(Data provided begins)

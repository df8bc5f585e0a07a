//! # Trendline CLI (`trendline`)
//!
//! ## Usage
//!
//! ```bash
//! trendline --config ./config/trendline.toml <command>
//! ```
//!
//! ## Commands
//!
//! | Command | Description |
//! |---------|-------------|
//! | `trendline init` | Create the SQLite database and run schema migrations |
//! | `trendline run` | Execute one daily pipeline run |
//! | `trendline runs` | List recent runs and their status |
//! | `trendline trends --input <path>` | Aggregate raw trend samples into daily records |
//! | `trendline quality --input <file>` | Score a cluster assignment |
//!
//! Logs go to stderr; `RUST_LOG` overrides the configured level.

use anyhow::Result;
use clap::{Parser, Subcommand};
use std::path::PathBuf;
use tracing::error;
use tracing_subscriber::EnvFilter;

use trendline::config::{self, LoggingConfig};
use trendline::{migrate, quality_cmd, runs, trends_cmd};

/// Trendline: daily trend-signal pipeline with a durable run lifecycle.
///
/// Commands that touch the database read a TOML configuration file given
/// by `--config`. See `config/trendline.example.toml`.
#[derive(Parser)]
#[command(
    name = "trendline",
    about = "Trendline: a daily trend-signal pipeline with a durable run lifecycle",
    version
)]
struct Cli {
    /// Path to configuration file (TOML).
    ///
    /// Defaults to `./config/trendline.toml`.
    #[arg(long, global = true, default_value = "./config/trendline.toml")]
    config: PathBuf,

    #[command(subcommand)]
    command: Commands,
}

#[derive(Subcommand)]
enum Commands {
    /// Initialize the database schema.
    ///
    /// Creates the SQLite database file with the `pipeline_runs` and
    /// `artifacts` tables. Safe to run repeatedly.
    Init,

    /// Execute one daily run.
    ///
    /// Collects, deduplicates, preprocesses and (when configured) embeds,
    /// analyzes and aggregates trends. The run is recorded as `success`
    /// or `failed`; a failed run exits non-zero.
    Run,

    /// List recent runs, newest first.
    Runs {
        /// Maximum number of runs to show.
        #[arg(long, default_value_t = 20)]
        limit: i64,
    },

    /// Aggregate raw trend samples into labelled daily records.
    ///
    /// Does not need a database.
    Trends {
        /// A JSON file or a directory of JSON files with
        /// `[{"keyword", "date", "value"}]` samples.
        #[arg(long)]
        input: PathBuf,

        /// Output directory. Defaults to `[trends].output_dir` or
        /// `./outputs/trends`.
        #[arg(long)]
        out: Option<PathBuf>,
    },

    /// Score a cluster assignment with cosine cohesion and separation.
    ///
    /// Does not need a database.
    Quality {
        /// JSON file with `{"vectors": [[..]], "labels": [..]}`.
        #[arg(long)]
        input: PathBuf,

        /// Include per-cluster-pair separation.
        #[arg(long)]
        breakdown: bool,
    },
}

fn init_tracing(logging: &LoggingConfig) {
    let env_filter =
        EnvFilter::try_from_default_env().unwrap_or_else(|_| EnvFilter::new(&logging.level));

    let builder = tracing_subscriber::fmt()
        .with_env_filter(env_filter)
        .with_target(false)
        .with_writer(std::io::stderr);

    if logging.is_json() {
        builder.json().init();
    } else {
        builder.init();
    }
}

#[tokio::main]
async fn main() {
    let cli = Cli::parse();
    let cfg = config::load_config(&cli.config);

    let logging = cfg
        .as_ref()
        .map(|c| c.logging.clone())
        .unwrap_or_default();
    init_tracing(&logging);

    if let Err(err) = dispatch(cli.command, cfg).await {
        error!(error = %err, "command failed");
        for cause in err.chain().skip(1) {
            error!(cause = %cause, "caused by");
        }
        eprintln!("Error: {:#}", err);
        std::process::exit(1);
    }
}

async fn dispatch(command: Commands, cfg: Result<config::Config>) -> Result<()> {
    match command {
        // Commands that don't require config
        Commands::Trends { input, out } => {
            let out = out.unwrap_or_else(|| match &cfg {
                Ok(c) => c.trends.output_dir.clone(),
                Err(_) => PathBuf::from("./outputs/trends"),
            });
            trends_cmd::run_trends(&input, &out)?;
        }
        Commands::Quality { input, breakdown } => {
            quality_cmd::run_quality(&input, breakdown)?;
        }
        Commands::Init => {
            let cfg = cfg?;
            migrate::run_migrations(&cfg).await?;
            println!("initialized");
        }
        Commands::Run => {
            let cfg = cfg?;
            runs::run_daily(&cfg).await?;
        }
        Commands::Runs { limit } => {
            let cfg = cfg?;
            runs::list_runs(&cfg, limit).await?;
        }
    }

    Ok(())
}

(Data provided ends)
(Data provided begins)

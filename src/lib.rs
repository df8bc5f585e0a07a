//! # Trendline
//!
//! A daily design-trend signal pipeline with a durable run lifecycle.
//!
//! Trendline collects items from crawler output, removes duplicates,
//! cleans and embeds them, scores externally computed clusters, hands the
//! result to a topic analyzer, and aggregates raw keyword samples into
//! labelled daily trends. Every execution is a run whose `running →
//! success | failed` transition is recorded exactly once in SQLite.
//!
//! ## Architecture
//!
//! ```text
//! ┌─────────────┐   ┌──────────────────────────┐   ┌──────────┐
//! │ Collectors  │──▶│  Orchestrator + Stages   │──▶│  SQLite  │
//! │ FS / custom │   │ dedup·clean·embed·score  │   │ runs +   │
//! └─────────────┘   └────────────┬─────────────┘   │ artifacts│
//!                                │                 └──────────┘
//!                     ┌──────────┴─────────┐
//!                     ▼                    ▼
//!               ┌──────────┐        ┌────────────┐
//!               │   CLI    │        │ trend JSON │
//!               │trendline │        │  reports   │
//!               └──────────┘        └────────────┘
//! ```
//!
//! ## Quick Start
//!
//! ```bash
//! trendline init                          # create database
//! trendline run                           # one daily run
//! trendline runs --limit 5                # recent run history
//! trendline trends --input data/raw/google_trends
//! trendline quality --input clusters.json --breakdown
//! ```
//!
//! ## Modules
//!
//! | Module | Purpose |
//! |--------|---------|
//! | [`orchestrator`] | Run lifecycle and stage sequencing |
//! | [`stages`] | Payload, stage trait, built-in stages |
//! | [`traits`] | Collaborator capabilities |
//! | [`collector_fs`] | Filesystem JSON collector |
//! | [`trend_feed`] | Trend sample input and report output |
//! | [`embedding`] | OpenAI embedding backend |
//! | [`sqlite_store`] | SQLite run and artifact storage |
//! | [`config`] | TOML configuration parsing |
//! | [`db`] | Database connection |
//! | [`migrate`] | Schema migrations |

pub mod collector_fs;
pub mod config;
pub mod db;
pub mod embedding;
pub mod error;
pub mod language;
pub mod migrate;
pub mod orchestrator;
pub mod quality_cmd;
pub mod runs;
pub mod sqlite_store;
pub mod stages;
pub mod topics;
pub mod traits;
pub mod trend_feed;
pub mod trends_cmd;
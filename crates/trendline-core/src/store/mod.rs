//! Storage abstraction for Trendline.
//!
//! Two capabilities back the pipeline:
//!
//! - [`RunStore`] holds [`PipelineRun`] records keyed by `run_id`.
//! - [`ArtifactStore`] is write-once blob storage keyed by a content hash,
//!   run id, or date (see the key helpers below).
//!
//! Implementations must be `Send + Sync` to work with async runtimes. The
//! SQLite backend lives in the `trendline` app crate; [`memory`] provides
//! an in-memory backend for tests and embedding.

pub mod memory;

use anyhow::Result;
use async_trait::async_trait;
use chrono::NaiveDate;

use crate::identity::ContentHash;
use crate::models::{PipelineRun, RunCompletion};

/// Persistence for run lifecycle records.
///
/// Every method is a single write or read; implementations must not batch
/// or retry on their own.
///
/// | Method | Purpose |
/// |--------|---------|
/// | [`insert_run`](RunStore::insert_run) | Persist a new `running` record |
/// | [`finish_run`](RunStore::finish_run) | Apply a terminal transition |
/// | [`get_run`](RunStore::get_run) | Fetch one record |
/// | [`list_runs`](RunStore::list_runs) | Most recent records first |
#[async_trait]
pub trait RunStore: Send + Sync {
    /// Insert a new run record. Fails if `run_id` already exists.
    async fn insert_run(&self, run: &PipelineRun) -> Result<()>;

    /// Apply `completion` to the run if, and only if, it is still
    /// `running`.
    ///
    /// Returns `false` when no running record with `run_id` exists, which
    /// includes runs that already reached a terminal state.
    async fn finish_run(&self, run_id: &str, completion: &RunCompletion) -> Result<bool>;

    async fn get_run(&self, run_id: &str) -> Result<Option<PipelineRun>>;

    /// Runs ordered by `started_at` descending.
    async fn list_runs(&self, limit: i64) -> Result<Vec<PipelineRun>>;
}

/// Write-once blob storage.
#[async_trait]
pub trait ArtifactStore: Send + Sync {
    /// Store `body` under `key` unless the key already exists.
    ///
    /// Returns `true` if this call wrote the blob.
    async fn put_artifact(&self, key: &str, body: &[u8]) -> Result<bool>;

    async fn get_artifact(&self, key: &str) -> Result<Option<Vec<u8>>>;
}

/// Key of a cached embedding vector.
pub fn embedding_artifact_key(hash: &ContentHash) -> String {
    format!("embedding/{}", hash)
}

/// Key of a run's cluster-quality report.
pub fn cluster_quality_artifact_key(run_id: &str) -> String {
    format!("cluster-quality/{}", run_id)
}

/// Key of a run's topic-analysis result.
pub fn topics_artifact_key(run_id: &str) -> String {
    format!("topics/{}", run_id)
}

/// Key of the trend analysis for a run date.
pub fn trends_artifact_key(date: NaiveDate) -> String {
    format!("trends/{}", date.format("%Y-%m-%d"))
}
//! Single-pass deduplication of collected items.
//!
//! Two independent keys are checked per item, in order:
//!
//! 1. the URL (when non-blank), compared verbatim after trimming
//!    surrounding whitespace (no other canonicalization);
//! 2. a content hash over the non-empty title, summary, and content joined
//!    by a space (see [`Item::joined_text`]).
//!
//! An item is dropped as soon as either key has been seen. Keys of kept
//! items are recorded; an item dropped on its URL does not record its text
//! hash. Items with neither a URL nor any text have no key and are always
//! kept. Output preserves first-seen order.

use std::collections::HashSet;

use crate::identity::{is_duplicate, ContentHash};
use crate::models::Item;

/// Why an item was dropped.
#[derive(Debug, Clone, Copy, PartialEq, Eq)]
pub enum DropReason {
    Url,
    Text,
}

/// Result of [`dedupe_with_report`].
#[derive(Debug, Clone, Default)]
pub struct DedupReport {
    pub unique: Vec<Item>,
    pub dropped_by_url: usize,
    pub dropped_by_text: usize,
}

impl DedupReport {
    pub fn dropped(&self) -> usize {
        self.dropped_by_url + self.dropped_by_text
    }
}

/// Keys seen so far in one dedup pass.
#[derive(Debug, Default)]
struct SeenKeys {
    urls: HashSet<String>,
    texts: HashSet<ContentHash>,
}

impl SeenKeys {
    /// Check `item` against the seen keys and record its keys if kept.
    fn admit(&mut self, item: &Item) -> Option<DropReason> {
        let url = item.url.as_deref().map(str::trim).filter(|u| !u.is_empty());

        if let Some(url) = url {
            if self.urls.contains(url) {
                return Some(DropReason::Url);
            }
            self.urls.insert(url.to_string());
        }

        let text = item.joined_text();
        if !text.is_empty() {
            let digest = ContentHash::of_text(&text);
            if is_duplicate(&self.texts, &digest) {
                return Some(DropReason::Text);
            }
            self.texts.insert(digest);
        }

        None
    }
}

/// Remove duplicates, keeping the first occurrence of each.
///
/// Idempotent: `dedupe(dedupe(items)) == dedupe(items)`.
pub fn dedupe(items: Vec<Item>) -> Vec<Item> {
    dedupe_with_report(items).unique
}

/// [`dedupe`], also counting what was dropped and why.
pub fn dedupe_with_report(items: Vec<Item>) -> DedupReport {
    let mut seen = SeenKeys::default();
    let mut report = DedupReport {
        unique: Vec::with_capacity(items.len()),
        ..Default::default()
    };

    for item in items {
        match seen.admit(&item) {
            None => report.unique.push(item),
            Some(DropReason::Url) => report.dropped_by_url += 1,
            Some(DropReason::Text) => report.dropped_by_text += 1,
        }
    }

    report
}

(Data provided ends)

If a line in the records contains the word "urls", copy it.

Output:
    urls: HashSet<String>,
            if self.urls.contains(url) {
            self.urls.insert(url.to_string());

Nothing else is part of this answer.